Dr. Young also testified that the claimant suffered from a degenerative condition and that obesity and trauma advanced the degenerative process. Dr. Young testified that the degeneration of the claimant's knee and the changes that he saw during the arthrosporic surgery in July of 2003, made him believe that the claimant needed a total knee replacement. In short, the medical evidence does not support a finding that the claimant sustained a new injury in March of 2003.
Accordingly, we find that the claimant has failed to prove by a preponderance of the evidence that he sustained a new injury or aggravation in March of 2003. We further find that the claimant has failed to prove by a preponderance of the evidence that the treatment he received after March 2003 is causally related to his 1998 compensable injury. Therefore, we reverse the decision of the Administrative Law Judge. This claim is hereby denied and dismissed.
IT IS SO ORDERED.
___________________________________ OLAN W. REEVES, Chairman
___________________________________ KAREN H. McKINNEY, Commissioner
Commissioner Turner dissents.
DISSENTING OPINION
I write this Dissent to object to the Majority's denial of the requested benefits in this claim. I am disturbed by the Majority's apparent conclusion that a claimant who injured his knee at work is not entitled to further medical treatment, including knee replacement surgery because he has degenerative joint disease. This conclusion is disturbing because the degenerative joint disease is, to a great degree, the result of the claimant's job related knee injuries. I believe that the Majority did not correctly evaluate the facts or apply the relevant law to this situation. For that reason, I respectfully dissent.
The claimant has suffered two injuries to his knee while acting in the course of his employment with the respondent. However, the Majority appears to have accepted the medical theory of Dr. James Mulhollan, who is of the opinion that knee injuries are occasioned by degenerative joint disease, not traumatic injuries. Consequently, Dr. Mulhollan has opined that the accident the claimant suffered on March 23, 2003, was not an aggravation of his previous knee injury but was part of the "degenerative process" that occurred throughout his lifetime. I have previously expressed my opinion of Dr. Muhollan's conclusion that all knee injuries are the result of degenerative disease and not traumatic incidents. I am concerned that the Majority's continued acceptance of this position will result in a near blanket denial of claims for benefits based upon traumatic knee injuries.
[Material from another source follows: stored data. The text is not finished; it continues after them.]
use chrono::{DateTime, Utc};
use serde::{Deserialize, Serialize};

use crate::error::{PullWorkerError, Result};
use crate::queue::job::{from_millis, to_millis, JobOptions, NewJob, DEFAULT_MAX_RETRIES};
use crate::queue::JobQueue;

/// Global setting holding the notification config used by webhooks that
/// have none of their own.
pub const DEFAULT_NOTIFICATION_CONFIG_KEY: &str = "default_notification_config";

/// Webhook configuration. Owned by the admin surface; the worker only reads it.
#[derive(Debug, Clone, Serialize, Deserialize)]
pub struct Webhook {
    pub id: String,
    pub name: String,
    pub description: Option<String>,
    pub is_active: bool,
    pub created_at: DateTime<Utc>,
    pub updated_at: DateTime<Utc>,
    /// Template copied onto every job enqueued for this webhook
    pub options: JobOptions,
    /// Raw JSON, see [`NotificationConfig`](crate::notify::NotificationConfig)
    pub notification_config: Option<String>,
}

impl Webhook {
    pub fn new(id: impl Into<String>, name: impl Into<String>) -> Self {
        let now = Utc::now();
        Self {
            id: id.into(),
            name: name.into(),
            description: None,
            is_active: true,
            created_at: now,
            updated_at: now,
            options: JobOptions {
                continue_minutes: crate::config::DEFAULT_CONTINUE_MINUTES,
                ..JobOptions::default()
            },
            notification_config: None,
        }
    }

    /// Build a job that snapshots this webhook's options. Later edits to the
    /// webhook do not reach jobs already enqueued.
    pub fn new_job(&self, prompt: impl Into<String>, priority: i64, api_key_id: Option<i64>) -> NewJob {
        NewJob {
            webhook_id: self.id.clone(),
            api_key_id,
            prompt: prompt.into(),
            priority,
            max_retries: DEFAULT_MAX_RETRIES,
            options: self.options.clone(),
        }
    }
}

#[derive(Debug, sqlx::FromRow)]
struct WebhookRow {
    id: String,
    name: String,
    description: Option<String>,
    is_active: bool,
    created_at: i64,
    updated_at: i64,
    working_dir: Option<String>,
    max_thinking_tokens: Option<i64>,
    max_turns: Option<i64>,
    custom_system_prompt: Option<String>,
    append_system_prompt: Option<String>,
    allowed_tools: Option<String>,
    disallowed_tools: Option<String>,
    permission_mode: Option<String>,
    permission_prompt_tool_name: Option<String>,
    model: Option<String>,
    fallback_model: Option<String>,
    mcp_servers: Option<String>,
    notification_config: Option<String>,
    enable_continue: bool,
    continue_minutes: i64,
}

impl From<WebhookRow> for Webhook {
    fn from(row: WebhookRow) -> Self {
        Webhook {
            id: row.id,
            name: row.name,
            description: row.description,
            is_active: row.is_active,
            created_at: from_millis(row.created_at),
            updated_at: from_millis(row.updated_at),
            options: JobOptions {
                working_dir: row.working_dir,
                max_thinking_tokens: row.max_thinking_tokens,
                max_turns: row.max_turns,
                custom_system_prompt: row.custom_system_prompt,
                append_system_prompt: row.append_system_prompt,
                allowed_tools: row.allowed_tools,
                disallowed_tools: row.disallowed_tools,
                permission_mode: row.permission_mode,
                permission_prompt_tool_name: row.permission_prompt_tool_name,
                model: row.model,
                fallback_model: row.fallback_model,
                mcp_servers: row.mcp_servers,
                enable_continue: row.enable_continue,
                continue_minutes: row.continue_minutes,
            },
            notification_config: row.notification_config,
        }
    }
}

impl JobQueue {
    pub async fn get_webhook(&self, webhook_id: &str) -> Result<Webhook> {
        sqlx::query_as::<_, WebhookRow>("SELECT * FROM webhooks WHERE id = ?1")
            .bind(webhook_id)
            .fetch_optional(self.pool())
            .await?
            .map(Webhook::from)
            .ok_or_else(|| PullWorkerError::WebhookNotFound(webhook_id.to_string()))
    }

    /// Insert or replace a webhook definition.
    pub async fn save_webhook(&self, webhook: &Webhook) -> Result<()> {
        let opts = &webhook.options;
        sqlx::query(
            "INSERT INTO webhooks (
                id, name, description, is_active, created_at, updated_at, working_dir,
                max_thinking_tokens, max_turns, custom_system_prompt, append_system_prompt,
                allowed_tools, disallowed_tools, permission_mode, permission_prompt_tool_name,
                model, fallback_model, mcp_servers, notification_config, enable_continue,
                continue_minutes
            ) VALUES (?1, ?2, ?3, ?4, ?5, ?6, ?7, ?8, ?9, ?10, ?11, ?12, ?13, ?14, ?15, ?16,
                      ?17, ?18, ?19, ?20, ?21)
            ON CONFLICT(id) DO UPDATE SET
                name = excluded.name,
                description = excluded.description,
                is_active = excluded.is_active,
                updated_at = excluded.updated_at,
                working_dir = excluded.working_dir,
                max_thinking_tokens = excluded.max_thinking_tokens,
                max_turns = excluded.max_turns,
                custom_system_prompt = excluded.custom_system_prompt,
                append_system_prompt = excluded.append_system_prompt,
                allowed_tools = excluded.allowed_tools,
                disallowed_tools = excluded.disallowed_tools,
                permission_mode = excluded.permission_mode,
                permission_prompt_tool_name = excluded.permission_prompt_tool_name,
                model = excluded.model,
                fallback_model = excluded.fallback_model,
                mcp_servers = excluded.mcp_servers,
                notification_config = excluded.notification_config,
                enable_continue = excluded.enable_continue,
                continue_minutes = excluded.continue_minutes",
        )
        .bind(&webhook.id)
        .bind(&webhook.name)
        .bind(&webhook.description)
        .bind(webhook.is_active)
        .bind(to_millis(webhook.created_at))
        .bind(to_millis(Utc::now()))
        .bind(&opts.working_dir)
        .bind(opts.max_thinking_tokens)
        .bind(opts.max_turns)
        .bind(&opts.custom_system_prompt)
        .bind(&opts.append_system_prompt)
        .bind(&opts.allowed_tools)
        .bind(&opts.disallowed_tools)
        .bind(&opts.permission_mode)
        .bind(&opts.permission_prompt_tool_name)
        .bind(&opts.model)
        .bind(&opts.fallback_model)
        .bind(&opts.mcp_servers)
        .bind(&webhook.notification_config)
        .bind(opts.enable_continue)
        .bind(opts.continue_minutes)
        .execute(self.pool())
        .await?;
        Ok(())
    }

    pub async fn get_global_setting(&self, key: &str) -> Result<Option<String>> {
        let value: Option<String> =
            sqlx::query_scalar("SELECT setting_value FROM global_settings WHERE setting_key = ?1")
                .bind(key)
                .fetch_optional(self.pool())
                .await?;
        Ok(value)
    }

    pub async fn set_global_setting(&self, key: &str, value: &str) -> Result<()> {
        sqlx::query(
            "INSERT INTO global_settings (setting_key, setting_value, updated_at)
             VALUES (?1, ?2, ?3)
             ON CONFLICT(setting_key) DO UPDATE SET
                setting_value = excluded.setting_value,
                updated_at = excluded.updated_at",
        )
        .bind(key)
        .bind(value)
        .bind(to_millis(Utc::now()))
        .execute(self.pool())
        .await?;
        Ok(())
    }
}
In reversing the Administrative Law Judge and denying the claimant his requested medical treatment, the Majority is not giving weight to the credible opinion of his treating physician, Dr. Michael Young, a Little Rock orthopedist. Dr. Young diagnosed the claimant with a tear in his medial meniscus after his March 2003 accident, and later performed arthroscopic surgery and total knee replacement surgery on the claimant. He later opined that while the claimant suffered a degree of degenerative joint disease, the development and severity of this condition was substantially enhanced by the claimant's compensable injury in 1998, and the accident that occurred in March 2003. According to Dr. Young, the claimant's need for knee replacement surgery was accelerated by his job related injuries. In fact, even Dr. Mulhollan did not deny that traumatic injuries, such as those suffered by the claimant, will cause degenerative joint disease to become more severe. In my opinion, this medical evidence is more than sufficient to establish that the claimant is entitled to the additional medical treatment he has requested and the attendant disability benefits.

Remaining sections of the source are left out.